Exploratory pilot study on transcriptome analysis in blood and urine for identifying potential miRNA biomarker candidates to dustinguish of bacterial vs. viral infections in children with fever

There is a lack of fast, reliable and non-invasive methods for distinguishing between bacterial and viral infections in modern clinical practice. It negatively impacts the effectiveness of treatment and increases the risk of unnecessary antibiotic administration and thus antibiotic resistance spread. Using microRNA biomarkers in urine may become the solution to the problems listed. miRNAs in urine are relatively stable and can provide an indirect yet specific insight into systemic infections, thus offering a promising diagnostic tool. Combining urine microRNA analysis with blood transcriptomics allows to explore systemic changes that are not limited to a single biological fluid, improving reliability by cross-verifying findings. In this pilot study, the analysis of urine microRNA and blood full transcriptome sequencing data was carried out in children with bacterial (n = 7), viral infections (n = 7) and controls (n = 8) with the goal of determining microRNA diagnostic signatures that distinguish between the said infections, and connecting differentially expressed urine microRNA with differentially expressed transcripts in blood.
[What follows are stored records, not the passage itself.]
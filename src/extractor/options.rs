//! Option-span normalization shared by the extractors.
//!
//! Translates dialect-specific lazy-load option syntax into canonical
//! trigger lists. The span is searched for `key: [...]`; if the key is
//! present but no bracketed list follows, the key is omitted from the
//! result rather than reported as an error.

use regex::Regex;

/// Extract the bracketed list following `pattern` inside an option span.
///
/// `pattern` must contain a single capture group spanning the bracket
/// contents. Elements are split on commas, trimmed, and stripped of all
/// quote characters.
pub(super) fn bracket_list(span: &str, pattern: &Regex) -> Option<Vec<String>> {
    let captures = pattern.captures(span)?;
    let contents = captures.get(1)?.as_str();

    Some(
        contents
            .split(',')
            .map(|element| element.trim().replace(['\'', '"'], ""))
            .collect(),
    )
}

#[cfg(test)]
mod tests {
    use super::*;
    use once_cell::sync::Lazy;

    static ON_CMD: Lazy<Regex> =
        Lazy::new(|| Regex::new(r#"['"]?on_cmd['"]?\s*:\s*\[([^\]]+)\]"#).unwrap());

    #[test]
    fn test_splits_and_strips_quotes() {
        let list = bracket_list("{'on_cmd': ['NERDTreeToggle', \"Files\"]}", &ON_CMD).unwrap();
        assert_eq!(list, ["NERDTreeToggle", "Files"]);
    }

    #[test]
    fn test_trims_whitespace() {
        let list = bracket_list("{on_cmd: [ 'A' ,  'B' ]}", &ON_CMD).unwrap();
        assert_eq!(list, ["A", "B"]);
    }

    #[test]
    fn test_absent_key_yields_none() {
        assert!(bracket_list("{'on_ft': ['rust']}", &ON_CMD).is_none());
    }

    #[test]
    fn test_key_without_list_yields_none() {
        // Keyword present but the bracketed list cannot be located.
        assert!(bracket_list("{'on_cmd': 'NotAList'}", &ON_CMD).is_none());
    }
}
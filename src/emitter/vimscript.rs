//! Vimscript emitter (`dpp.vim`).
//!
//! Unlike the other emitters, the output is wrapped in fixed bootstrap
//! boilerplate: a clone-if-absent guard for dpp.vim itself, the
//! `runtimepath` mutation, and the `dpp#begin`/`dpp#end` bracketing with
//! an install check at the end.

use super::json_array;
use crate::core::CanonicalPlugin;

const HEADER: &str = r#"" Migrated dpp.vim configuration
let s:dpp_base = expand('~/.cache/dpp')
let s:dpp_src = s:dpp_base .. '/repos/github.com/Shougo/dpp.vim'

if !isdirectory(s:dpp_src)
  execute '!git clone https://github.com/Shougo/dpp.vim' s:dpp_src
endif

execute 'set runtimepath^=' .. s:dpp_src

call dpp#begin(s:dpp_base)

call dpp#add('Shougo/dpp.vim')
call dpp#add('vim-denops/denops.vim')

"#;

const FOOTER: &str = r"
call dpp#end()

if dpp#check_install()
  call dpp#install()
endif
";

/// Generate a Vimscript configuration body.
pub(super) fn generate(plugins: &[CanonicalPlugin]) -> String {
    let mut content = String::from(HEADER);

    for plugin in plugins {
        if plugin.options.is_empty() {
            content.push_str(&format!("call dpp#add('{}')\n", plugin.repo));
        } else {
            content.push_str(&format!("call dpp#add('{}', {{\n", plugin.repo));

            if let Some(commands) = &plugin.options.on_cmd {
                content.push_str(&format!("\\   'on_cmd': {},\n", json_array(commands)));
            }
            if let Some(filetypes) = &plugin.options.on_ft {
                content.push_str(&format!("\\   'on_ft': {},\n", json_array(filetypes)));
            }

            content.push_str("\\ })\n");
        }
    }

    content.push_str(FOOTER);
    content
}
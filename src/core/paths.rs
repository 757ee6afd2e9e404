//! Path resolution for dpp.vim related directories.
//!
//! Environment lookups are captured once in a [`PathEnv`] and passed in
//! explicitly, so the migration pipeline stays testable with synthetic
//! paths instead of reading ambient process state.

use std::path::{Path, PathBuf};

/// Snapshot of the environment variables that drive path resolution.
#[derive(Debug, Clone)]
pub struct PathEnv {
    /// User home directory
    pub home: PathBuf,

    /// `XDG_CONFIG_HOME` (defaults to `~/.config`)
    pub xdg_config_home: PathBuf,

    /// `XDG_CACHE_HOME` (defaults to `~/.cache`)
    pub xdg_cache_home: PathBuf,
}

impl PathEnv {
    /// Capture path-related variables from the process environment.
    pub fn from_env() -> Self {
        let home = std::env::var_os("HOME")
            .map(PathBuf::from)
            .or_else(dirs::home_dir)
            .unwrap_or_else(|| PathBuf::from("~"));

        let xdg_config_home = std::env::var_os("XDG_CONFIG_HOME")
            .map(PathBuf::from)
            .unwrap_or_else(|| home.join(".config"));

        let xdg_cache_home = std::env::var_os("XDG_CACHE_HOME")
            .map(PathBuf::from)
            .unwrap_or_else(|| home.join(".cache"));

        Self { home, xdg_config_home, xdg_cache_home }
    }

    /// Build a synthetic environment rooted at the given home directory.
    pub fn with_home(home: impl Into<PathBuf>) -> Self {
        let home = home.into();
        Self {
            xdg_config_home: home.join(".config"),
            xdg_cache_home: home.join(".cache"),
            home,
        }
    }
}

/// Resolved dpp.vim paths.
#[derive(Debug, Clone)]
pub struct DppPaths {
    /// User home directory (for legacy locations like `~/.vimrc`)
    pub home: PathBuf,

    /// Neovim configuration root, `XDG_CONFIG_HOME/nvim`
    pub config_dir: PathBuf,

    /// dpp cache root, `XDG_CACHE_HOME/dpp`
    pub cache_dir: PathBuf,
}

impl DppPaths {
    /// Resolve dpp paths from a captured environment.
    pub fn resolve(env: &PathEnv) -> Self {
        Self {
            home: env.home.clone(),
            config_dir: env.xdg_config_home.join("nvim"),
            cache_dir: env.xdg_cache_home.join("dpp"),
        }
    }

    /// Path of the generated configuration file for the given extension.
    pub fn config_file(&self, extension: &str) -> PathBuf {
        self.config_dir.join(format!("dpp.{extension}"))
    }

    /// Directory where cloned plugin repositories live.
    pub fn plugins_dir(&self) -> PathBuf {
        self.cache_dir.join("repos").join("github.com")
    }

    /// The user's legacy vimrc path.
    pub fn vimrc(&self) -> PathBuf {
        self.home.join(".vimrc")
    }

    /// Resolve from a home directory directly.
    pub fn for_home(home: impl AsRef<Path>) -> Self {
        Self::resolve(&PathEnv::with_home(home.as_ref()))
    }
}
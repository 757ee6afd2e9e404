//! Configuration emitters for dpp.vim.
//!
//! Each emitter turns a canonical plugin list into a complete, loadable
//! dpp.vim configuration file body. Emission is pure and deterministic:
//! identical input produces byte-identical output.

mod lua;
mod toml_out;
mod typescript;
mod vimscript;

use std::fmt;
use std::str::FromStr;

use crate::core::CanonicalPlugin;
use crate::migrate::MigrateError;

/// The two bootstrap declarations every generated configuration starts
/// with: the plugin manager core and its runtime dependency.
pub const BOOTSTRAP_PLUGINS: [&str; 2] = ["Shougo/dpp.vim", "vim-denops/denops.vim"];

/// Output formats a dpp.vim configuration can be generated in.
#[derive(Debug, Clone, Copy, PartialEq, Eq)]
pub enum OutputFormat {
    /// TypeScript (`dpp.ts`)
    Ts,
    /// TOML (`dpp.toml`)
    Toml,
    /// Lua (`dpp.lua`)
    Lua,
    /// Vimscript (`dpp.vim`)
    Vim,
}

impl OutputFormat {
    /// All supported formats.
    pub const ALL: [OutputFormat; 4] = [Self::Ts, Self::Toml, Self::Lua, Self::Vim];

    /// File extension (also the CLI name) of the format.
    pub fn extension(&self) -> &'static str {
        match self {
            Self::Ts => "ts",
            Self::Toml => "toml",
            Self::Lua => "lua",
            Self::Vim => "vim",
        }
    }
}

impl fmt::Display for OutputFormat {
    fn fmt(&self, f: &mut fmt::Formatter<'_>) -> fmt::Result {
        f.write_str(self.extension())
    }
}

impl FromStr for OutputFormat {
    type Err = MigrateError;

    fn from_str(s: &str) -> Result<Self, Self::Err> {
        match s {
            "ts" => Ok(Self::Ts),
            "toml" => Ok(Self::Toml),
            "lua" => Ok(Self::Lua),
            "vim" => Ok(Self::Vim),
            other => Err(MigrateError::UnsupportedFormat(other.to_string())),
        }
    }
}

/// Generate a configuration file body for the given format.
pub fn generate_config(format: OutputFormat, plugins: &[CanonicalPlugin]) -> String {
    match format {
        OutputFormat::Ts => typescript::generate(plugins),
        OutputFormat::Toml => toml_out::generate(plugins),
        OutputFormat::Lua => lua::generate(plugins),
        OutputFormat::Vim => vimscript::generate(plugins),
    }
}

/// Render a string list as a JSON array literal, e.g. `["A","B"]`.
///
/// Used by the TypeScript, TOML, and Vimscript emitters, which all share
/// JSON array syntax for trigger lists.
pub(crate) fn json_array(items: &[String]) -> String {
    serde_json::to_string(items).unwrap_or_else(|_| "[]".to_string())
}
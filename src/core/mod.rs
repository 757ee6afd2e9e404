//! Core data structures for dpp-cli.
//!
//! Contains the canonical plugin model shared by extractors and
//! emitters, path resolution, and the profile configuration store.

mod config;
mod paths;
mod plugin;

pub use config::{EditorType, GlobalConfig, Profile};
pub use paths::{DppPaths, PathEnv};
pub use plugin::{CanonicalPlugin, PluginOptions};
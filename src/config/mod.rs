use anyhow::Result;
use serde::{Deserialize, Serialize};
use std::path::Path;

#[derive(Debug, Clone, Deserialize, Serialize)]
pub struct Config {
    pub site: SiteConfig,
    pub server: ServerConfig,
    pub database: DatabaseConfig,
    #[serde(default)]
    pub content: ContentConfig,
    pub media: MediaConfig,
    #[serde(default)]
    pub intake: IntakeConfig,
}

#[derive(Debug, Clone, Deserialize, Serialize)]
pub struct SiteConfig {
    pub title: String,
    pub description: String,
    pub url: String,
    #[serde(default = "default_language")]
    pub language: String,
}

#[derive(Debug, Clone, Deserialize, Serialize)]
pub struct ServerConfig {
    #[serde(default = "default_host")]
    pub host: String,
    #[serde(default = "default_port")]
    pub port: u16,
}

#[derive(Debug, Clone, Deserialize, Serialize)]
pub struct DatabaseConfig {
    pub path: String,
    #[serde(default = "default_pool_size")]
    pub pool_size: u32,
}

#[derive(Debug, Clone, Deserialize, Serialize)]
pub struct ContentConfig {
    #[serde(default = "default_articles_per_page")]
    pub articles_per_page: usize,
    #[serde(default = "default_related_limit")]
    pub related_limit: usize,
    #[serde(default = "default_recent_limit")]
    pub recent_limit: usize,
}

impl Default for ContentConfig {
    fn default() -> Self {
        Self {
            articles_per_page: default_articles_per_page(),
            related_limit: default_related_limit(),
            recent_limit: default_recent_limit(),
        }
    }
}

#[derive(Debug, Clone, Deserialize, Serialize)]
pub struct MediaConfig {
    pub upload_dir: String,
}

/// Per-client throttling of the anonymous write surfaces (story intake and
/// contact form).
#[derive(Debug, Clone, Deserialize, Serialize)]
pub struct IntakeConfig {
    #[serde(default = "default_intake_max_requests")]
    pub max_requests: usize,
    #[serde(default = "default_intake_window_secs")]
    pub window_secs: u64,
}

impl Default for IntakeConfig {
    fn default() -> Self {
        Self {
            max_requests: default_intake_max_requests(),
            window_secs: default_intake_window_secs(),
        }
    }
}

fn default_language() -> String {
    "en".to_string()
}

fn default_host() -> String {
    "127.0.0.1".to_string()
}

fn default_port() -> u16 {
    3000
}

fn default_pool_size() -> u32 {
    10
}

fn default_articles_per_page() -> usize {
    10
}

fn default_related_limit() -> usize {
    3
}

fn default_recent_limit() -> usize {
    3
}

fn default_intake_max_requests() -> usize {
    5
}

fn default_intake_window_secs() -> u64 {
    300
}

impl Config {
    pub fn load(path: &Path) -> Result<Self> {
        let content = std::fs::read_to_string(path).map_err(|e| {
            anyhow::anyhow!(
                "Could not read config file '{}': {}. Are you in a BreachPress site directory?",
                path.display(),
                e
            )
        })?;
        let config: Config = toml::from_str(&content)?;
        config.validate()?;
        Ok(config)
    }

    pub fn validate(&self) -> Result<()> {
        if self.content.articles_per_page == 0 {
            anyhow::bail!("content.articles_per_page must be greater than 0");
        }
        if self.content.articles_per_page > 100 {
            anyhow::bail!("content.articles_per_page must be 100 or less");
        }
        if self.intake.max_requests == 0 {
            anyhow::bail!("intake.max_requests must be greater than 0");
        }
        Ok(())
    }
}
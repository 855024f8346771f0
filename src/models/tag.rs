use serde::{Deserialize, Serialize};

#[derive(Debug, Clone, Serialize, Deserialize)]
pub struct Tag {
    pub id: i64,
    pub name: String,
    pub slug: String,
    pub created_at: String,
}

/// Tag plus how many published articles reference it.
#[derive(Debug, Clone, Serialize)]
pub struct TagWithCount {
    #[serde(flatten)]
    pub tag: Tag,
    pub article_count: i64,
}
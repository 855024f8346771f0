use crate::{Config, Database};
use anyhow::Result;
use std::path::Path;

pub async fn run(config_path: &Path) -> Result<()> {
    let config = Config::load(config_path)?;
    let db = Database::open(&config.database.path)?;
    db.migrate()?;
    tracing::info!("Migrations complete");
    Ok(())
}
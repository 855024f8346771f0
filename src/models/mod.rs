mod article;
mod contact;
mod evidence;
mod operator;
mod site;
mod submission;
mod tag;

pub use article::*;
pub use contact::*;
pub use evidence::*;
pub use operator::*;
pub use site::*;
pub use submission::*;
pub use tag::*;
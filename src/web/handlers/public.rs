use crate::services::{articles, site, tags};
use crate::web::error::{ApiError, ApiResult};
use crate::web::state::AppState;
use axum::extract::{Path, Query, State};
use axum::http::header;
use axum::response::{IntoResponse, Response};
use axum::Json;
use serde::Deserialize;
use serde_json::json;
use std::sync::Arc;

const MAX_PAGE: usize = 10000;

#[derive(Deserialize)]
pub struct ArticleListQuery {
    #[serde(default = "default_page")]
    page: usize,
    category: Option<String>,
    tag: Option<String>,
}

fn default_page() -> usize {
    1
}

fn clamp_page(page: usize) -> usize {
    page.max(1).min(MAX_PAGE)
}

/// Homepage payload: site chrome plus the featured and most recent exposes.
pub async fn home(State(state): State<Arc<AppState>>) -> ApiResult<Json<serde_json::Value>> {
    let metadata = site::get_site_metadata(&state.db)?;
    let navigation = site::list_navigation(&state.db, true)?;
    let footer = site::list_footer_sections(&state.db)?;
    let hero = site::get_hero(&state.db)?;
    let sections = site::list_home_sections(&state.db)?;
    let featured = articles::featured_article(&state.db)?;
    let recent = articles::list_published(
        &state.db,
        None,
        None,
        state.config.content.recent_limit,
        0,
    )?;

    Ok(Json(json!({
        "site": metadata,
        "navigation": navigation,
        "footer": footer,
        "hero": hero,
        "sections": sections,
        "featured": featured,
        "recent": recent,
    })))
}

pub async fn articles(
    State(state): State<Arc<AppState>>,
    Query(query): Query<ArticleListQuery>,
) -> ApiResult<Json<serde_json::Value>> {
    let per_page = state.config.content.articles_per_page;
    let page = clamp_page(query.page);
    let offset = (page - 1) * per_page;

    let category = query.category.as_deref();
    let tag = query.tag.as_deref();

    let list = articles::list_published(&state.db, category, tag, per_page, offset)?;
    let total = articles::count_published(&state.db, category, tag)?;
    let total_pages = (total as usize + per_page - 1) / per_page;

    let featured = articles::featured_article(&state.db)?;
    let quote = site::current_quote(&state.db)?;

    Ok(Json(json!({
        "articles": list,
        "page": page,
        "total_pages": total_pages,
        "total": total,
        "featured": featured,
        "quote": quote,
    })))
}

/// Single published article. Unpublished and unknown slugs both 404.
pub async fn article(
    State(state): State<Arc<AppState>>,
    Path(slug): Path<String>,
) -> ApiResult<Json<serde_json::Value>> {
    let article = articles::get_published_by_slug(&state.db, &slug)?.ok_or(ApiError::NotFound)?;

    let related = articles::related_articles(
        &state.db,
        article.article.id,
        state.config.content.related_limit,
    )?;

    Ok(Json(json!({
        "article": article,
        "related": related,
    })))
}

pub async fn tags_index(State(state): State<Arc<AppState>>) -> ApiResult<Json<serde_json::Value>> {
    let tag_list = tags::list_tags_with_counts(&state.db)?;
    Ok(Json(json!({ "tags": tag_list })))
}

pub async fn tag_detail(
    State(state): State<Arc<AppState>>,
    Path(slug): Path<String>,
    Query(query): Query<ArticleListQuery>,
) -> ApiResult<Json<serde_json::Value>> {
    let tag = tags::get_tag_by_slug(&state.db, &slug)?.ok_or(ApiError::NotFound)?;

    let per_page = state.config.content.articles_per_page;
    let page = clamp_page(query.page);
    let offset = (page - 1) * per_page;

    let list = articles::list_published(&state.db, None, Some(&slug), per_page, offset)?;
    let total = articles::count_published(&state.db, None, Some(&slug))?;
    let total_pages = (total as usize + per_page - 1) / per_page;

    Ok(Json(json!({
        "tag": tag,
        "articles": list,
        "page": page,
        "total_pages": total_pages,
    })))
}

pub async fn about(State(state): State<Arc<AppState>>) -> ApiResult<Json<serde_json::Value>> {
    let about = site::get_about_page(&state.db)?;
    let metadata = site::get_site_metadata(&state.db)?;
    Ok(Json(json!({ "about": about, "site": metadata })))
}

pub async fn serve_media(
    State(state): State<Arc<AppState>>,
    Path(filename): Path<String>,
) -> ApiResult<Response> {
    // Stored names are UUID-based; anything that walks the tree is bogus.
    if filename.contains("..") || filename.contains('/') || filename.contains('\\') {
        return Err(ApiError::NotFound);
    }

    let file_path = state.media_dir.join(&filename);
    let content = match tokio::fs::read(&file_path).await {
        Ok(content) => content,
        Err(_) => return Err(ApiError::NotFound),
    };
    let mime = mime_guess::from_path(&filename).first_or_octet_stream();

    Ok(([(header::CONTENT_TYPE, mime.as_ref())], content).into_response())
}
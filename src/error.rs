use thiserror::Error;

/// Input rejected before any storage write.
#[derive(Debug, Error, PartialEq, Eq)]
pub enum ValidationError {
    #[error("{0} is required")]
    Required(&'static str),
    #[error("{field} must be {max} characters or less")]
    TooLong { field: &'static str, max: usize },
    #[error("{field}: {reason}")]
    Invalid { field: &'static str, reason: String },
    #[error("evidence file is {size} bytes, limit is {limit}")]
    EvidenceTooLarge { size: u64, limit: u64 },
    #[error("evidence file type '{0}' is not allowed")]
    EvidenceType(String),
    #[error("evidence content looks like '{detected}', not '{claimed}'")]
    EvidenceMismatch { claimed: String, detected: String },
}

/// Persistence-layer failure. Slug conflicts are retried internally and only
/// reach callers as `SlugExhausted` once the retry budget is spent.
#[derive(Debug, Error)]
pub enum StoreError {
    #[error("slug space exhausted for '{base}' after {attempts} attempts")]
    SlugExhausted { base: String, attempts: u32 },
    #[error("connection pool error: {0}")]
    Pool(#[from] r2d2::Error),
    #[error(transparent)]
    Sqlite(#[from] rusqlite::Error),
    #[error(transparent)]
    Io(#[from] std::io::Error),
}

/// A promotion attempt that failed after the submission itself was stored.
/// The submission stays pending; no article row is left behind.
#[derive(Debug, Error)]
pub enum PromotionError {
    #[error("no submission with slug '{0}'")]
    NotFound(String),
    #[error("evidence file '{0}' is missing from the media store")]
    MissingEvidence(String),
    #[error(transparent)]
    Store(#[from] StoreError),
}

impl From<rusqlite::Error> for PromotionError {
    fn from(err: rusqlite::Error) -> Self {
        Self::Store(err.into())
    }
}

impl From<r2d2::Error> for PromotionError {
    fn from(err: r2d2::Error) -> Self {
        Self::Store(err.into())
    }
}
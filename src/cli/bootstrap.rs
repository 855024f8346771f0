use crate::services::{auth, bootstrap};
use crate::{Config, Database};
use anyhow::Result;
use std::path::Path;

/// Explicit deploy-time setup. Safe to run any number of times: seeding
/// checks for existing rows and the operator account is only created when
/// none exists.
pub async fn run(
    config_path: &Path,
    username: &str,
    email: &str,
    password: Option<String>,
) -> Result<()> {
    let config = Config::load(config_path)?;
    let db = Database::open(&config.database.path)?;
    db.migrate()?;

    let report = bootstrap::seed_site_defaults(&db, &config.site.title)?;
    println!(
        "Seeded: metadata={} hero={} navigation={} footer={} home_sections={} about={}",
        report.seeded_metadata,
        report.seeded_hero,
        report.seeded_navigation,
        report.seeded_footer,
        report.seeded_home_sections,
        report.seeded_about,
    );

    if auth::has_operators(&db)? {
        println!("Operator account already exists; nothing more to do.");
        return Ok(());
    }

    let password = match password {
        Some(p) => p,
        None => rpassword::prompt_password("Operator password: ")?,
    };

    bootstrap::ensure_operator(&db, username, email, &password)?;
    println!("Operator '{}' created.", username);

    Ok(())
}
Using LASSO regularised regression and ANOVA statistical analysis, microRNA biomarker candidates were prioritised and miRNA:mRNA high-likelihood interactions were analysed using correlation analysis and target prediction to further explore systemic changes in response to infection. The differential expression analysis revealed unique features and common patterns in microRNA expression in infections with bacterial or viral etiology. The resultant five microRNAs chosen by both feature selection methods have shown the ability to cluster bacterial infections patients, viral infections and controls. Subsequent correlation analysis and target prediction revealed the role of microRNA regulation in various immune processes such as the interaction of cytokine and cytokine receptors, as well as the regulation of T-cell activation. Our study suggests that prioritised urine microRNA biomarkers have a strong potential for implementation in clinical diagnostics. This could enable a targeted and timely treatment, potentially reducing the risk of spread of antibiotic resistance. Non-coding RNA-seq profiling of urine samples from children with confirmed bacterial or viral infections as well as age-matched controls with no signs of infection.